Beginning with the ioquake3-powered OpenArena game, which continues to be a popular free software game under Linux, Windows 7 Ultimate was faster than Ubuntu 10.10 when both were using NVIDIA's proprietary driver from their 260.xx series, which share a common code-base for the most part between platforms. Windows 7 Ultimate had a 23% higher frame-rate than Ubuntu 10.10, which is more significant than our Ubuntu 10.04 vs. Windows 7 gaming tests from August where Windows 7 was faster at the higher resolution, but only by a 9% change.
If using NVIDIA's proprietary driver on either platform, OpenArena is limited by the CPU and not the GPU, especially with the new GeForce GT 425M. While the Linux results may be lower in this test, at least the frame-rates are certainly playable with the proprietary driver as with the open-source Nouveau driver on Linux with supported GeForce generations, the performance is still a ways behind.
Windows 7 Ultimate was also faster than Ubuntu 10.10 when it came to running Urban Terror, which is also powered by the open-source ioquake3 engine. This time, however, it was a change of just 5% and both platforms still put out more than 100 frames per second.
With the OpenGL tests that can better stress the NVIDIA GeForce GT 425M discrete GPU, we ran each benchmark at 800 x 600, 1024 x 768, 1280 x 1024, 1680 x 1050, 1600 x 1200, and 1920 x 1080. With the Lightsmark OpenGL lighting benchmark, Ubuntu 10.10 was significantly faster than Windows 7 at the lower resolutions, but between 1024 x 768 and 1280 x 1024, Windows 7 Ultimate took the lead the rest of the way. By the time we hit 1920 x 1080, Windows 7 Ultimate had a 23% higher frame-rate than Ubuntu 10.10, which is the same margin that was encountered with the OpenArena run at this resolution. Ubuntu's lead with the NVIDIA binary driver at 800 x 600 was 57%.

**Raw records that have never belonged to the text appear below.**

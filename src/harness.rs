//! Identity functions that make the compiler check a proof.
//!
//! None of these do anything when called, and [`test`] never even calls its
//! argument. A proposition that does not hold is a build error at the call
//! site:
//!
//! ```
//! use typerel::{refl, test, test_eq, test_sub, Union};
//!
//! test(|| {
//!     (
//!         test_eq::<f64, f64>(refl()),
//!         test_sub::<f64, Union<f64, String>>(refl()),
//!     )
//! });
//! ```
//!
//! ```compile_fail
//! use typerel::{refl, test, test_eq};
//!
//! test(|| test_eq::<f64, String>(refl()));
//! ```
//!
//! ```compile_fail
//! use typerel::{refl, test, test_sub, Union};
//!
//! test(|| test_sub::<Union<f64, String>, f64>(refl()));
//! ```

use crate::{predicate::Relate, relation::*};

/// Type-checks `thunk` without running it.
///
/// Group several checks in one thunk by returning them as a tuple.
pub fn test<T>(_thunk: impl FnOnce() -> T) {}

/// Checks any relation proof, however it was composed.
pub fn test_rel<R>(proof: R) -> R {
    proof
}

/// Attaches a label to a proof. The label is inert; it shows up in the
/// source line a failing build points at.
pub fn labelled<P>(_label: &str, proof: P) -> P {
    proof
}

/// Checks `A = B`.
pub fn test_eq<A: Relate<B>, B>(proof: Eq<A, B>) -> Eq<A, B> {
    test_rel(proof)
}

/// Checks `A != B`.
pub fn test_not_eq<A: Relate<B>, B>(proof: NotEq<A, B>) -> NotEq<A, B> {
    test_rel(proof)
}

/// Checks that `A` is assignable to `B`.
pub fn test_sub<A: Relate<B>, B>(proof: Sub<A, B>) -> Sub<A, B> {
    test_rel(proof)
}

/// Checks that `A` is not assignable to `B`.
pub fn test_not_sub<A: Relate<B>, B>(proof: NotSub<A, B>) -> NotSub<A, B> {
    test_rel(proof)
}

/// Checks that `A` is assignable to `B` and not equal to it.
///
/// ```compile_fail
/// use typerel::{labels, record, refl, test_strict_sub};
///
/// labels!(x);
/// record! { struct Obj { x: f64 } }
///
/// test_strict_sub::<Obj, Obj>(refl());
/// ```
pub fn test_strict_sub<A: Relate<B>, B>(proof: StrictSub<A, B>) -> StrictSub<A, B> {
    test_rel(proof)
}

/// Checks that `A` is not a strict subtype of `B`.
pub fn test_not_strict_sub<A: Relate<B>, B>(proof: NotStrictSub<A, B>) -> NotStrictSub<A, B> {
    test_rel(proof)
}

/// Checks that `B` is assignable to `A`.
pub fn test_super<A: Relate<B>, B>(proof: Super<A, B>) -> Super<A, B> {
    test_rel(proof)
}

/// Checks that `B` is not assignable to `A`.
pub fn test_not_super<A: Relate<B>, B>(proof: NotSuper<A, B>) -> NotSuper<A, B> {
    test_rel(proof)
}

/// Checks that `B` is assignable to `A` and not equal to it.
pub fn test_strict_super<A: Relate<B>, B>(proof: StrictSuper<A, B>) -> StrictSuper<A, B> {
    test_rel(proof)
}

/// Checks that `A` is not a strict supertype of `B`.
pub fn test_not_strict_super<A: Relate<B>, B>(
    proof: NotStrictSuper<A, B>,
) -> NotStrictSuper<A, B> {
    test_rel(proof)
}

/// Checks that one of `A`, `B` is assignable to the other.
pub fn test_related<A: Relate<B>, B>(proof: Related<A, B>) -> Related<A, B> {
    test_rel(proof)
}

/// Checks that neither of `A`, `B` is assignable to the other.
///
/// ```compile_fail
/// use typerel::{refl, test_disjoint, Union};
///
/// test_disjoint::<f64, Union<f64, bool>>(refl());
/// ```
pub fn test_disjoint<A: Relate<B>, B>(proof: Disjoint<A, B>) -> Disjoint<A, B> {
    test_rel(proof)
}
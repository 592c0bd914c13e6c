//! Value-level equality witnesses.
//!
//! A [`Witness<A, B>`] can only be built for types the crate considers
//! equal, and carries the conversions between them. The free functions are
//! the laws of equality: [`refl`], [`sym`], [`trans`] and the substitutions
//! [`sub1`] and [`sub2`].

use std::{convert::identity, fmt};

use crate::{logic::True, predicate::Relate, shape::Structural};

/// Evidence that `A` and `B` are the same type, held as conversions in
/// both directions.
///
/// Safe code can only obtain one through [`refl`] or
/// [`Witness::structural`], and from there through the combinators below.
pub struct Witness<A, B> {
    a2b: fn(A) -> B,
    b2a: fn(B) -> A,
}

impl<A, B> Clone for Witness<A, B> {
    fn clone(&self) -> Self {
        *self
    }
}

impl<A, B> Copy for Witness<A, B> {}

impl<A, B> fmt::Debug for Witness<A, B> {
    fn fmt(&self, f: &mut fmt::Formatter<'_>) -> fmt::Result {
        write!(f, "Witness<{}, {}>", std::any::type_name::<A>(), std::any::type_name::<B>())
    }
}

impl<A, B> Witness<A, B> {
    /// Conjures a witness whose conversions are never meant to run.
    ///
    /// *NOTE*: Only for axioms. Calling either conversion panics.
    fn axiom() -> Self {
        Witness { a2b: forged::<A, B>, b2a: forged::<B, A> }
    }

    /// Witness between two distinct types with equal shapes, converting
    /// through [`Value`](crate::value::Value). Reordered record fields and
    /// reordered union members convert fine.
    pub fn structural() -> Self
    where
        A: Structural + Relate<B, Equal = True>,
        B: Structural,
    {
        Witness { a2b: reshape::<A, B>, b2a: reshape::<B, A> }
    }

    /// Converts `A` into `B`.
    pub fn coerce(&self, a: A) -> B {
        (self.a2b)(a)
    }

    /// Converts `B` back into `A`.
    pub fn coerce_back(&self, b: B) -> A {
        (self.b2a)(b)
    }
}

fn forged<A, B>(_: A) -> B {
    unreachable!("conversion of a witness built by `trans` was run, but `trans` is an axiom")
}

// Only called between types of equal shape, where every value of `A`
// reads back as a `B`.
fn reshape<A: Structural, B: Structural>(a: A) -> B {
    match B::from_value(&a.into_value()) {
        Some(b) => b,
        None => unreachable!(
            "`{}` value does not fit the equal shape `{}`",
            std::any::type_name::<A>(),
            std::any::type_name::<B>()
        ),
    }
}

/// Every type equals itself.
pub fn refl<T>() -> Witness<T, T> {
    Witness { a2b: identity, b2a: identity }
}

/// Equality is symmetric.
pub fn sym<A, B>(w: Witness<A, B>) -> Witness<B, A> {
    Witness { a2b: w.b2a, b2a: w.a2b }
}

/// Equality is transitive.
///
/// This is an axiom rather than a construction: a function pointer cannot
/// capture the two conversions it would have to chain, so the result is
/// conjured and its conversions panic if called. Proofs only ever check
/// its type.
pub fn trans<A, B, C>(_: Witness<A, B>, _: Witness<B, C>) -> Witness<A, C> {
    Witness::axiom()
}

/// Substitutes `C` for `A` on the left, given `A = B` and `A = C`.
pub fn sub1<A, B, C>(ab: Witness<A, B>, ac: Witness<A, C>) -> Witness<C, B> {
    trans(sym(ac), ab)
}

/// Substitutes `C` for `B` on the right, given `A = B` and `B = C`.
pub fn sub2<A, B, C>(ab: Witness<A, B>, bc: Witness<B, C>) -> Witness<A, C> {
    trans(ab, bc)
}

/// Extracts the forward conversion.
pub fn cast<A, B>(w: Witness<A, B>) -> fn(A) -> B {
    w.a2b
}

Nexuiz is perhaps the most demanding open-source game available right now. Like the Lightsmark results, Ubuntu 10.10 with the NVIDIA 260 driver started out running faster than Windows 7 x64, but between 1024 x 768 and 1280 x 1024 is where the two operating systems swapped positions and the Microsoft OS maintained the lead up through 1920 x 1080. The performance delta though between Ubuntu Linux and Windows 7 here was much less with at 1920 x 1080 there just being an 11% difference.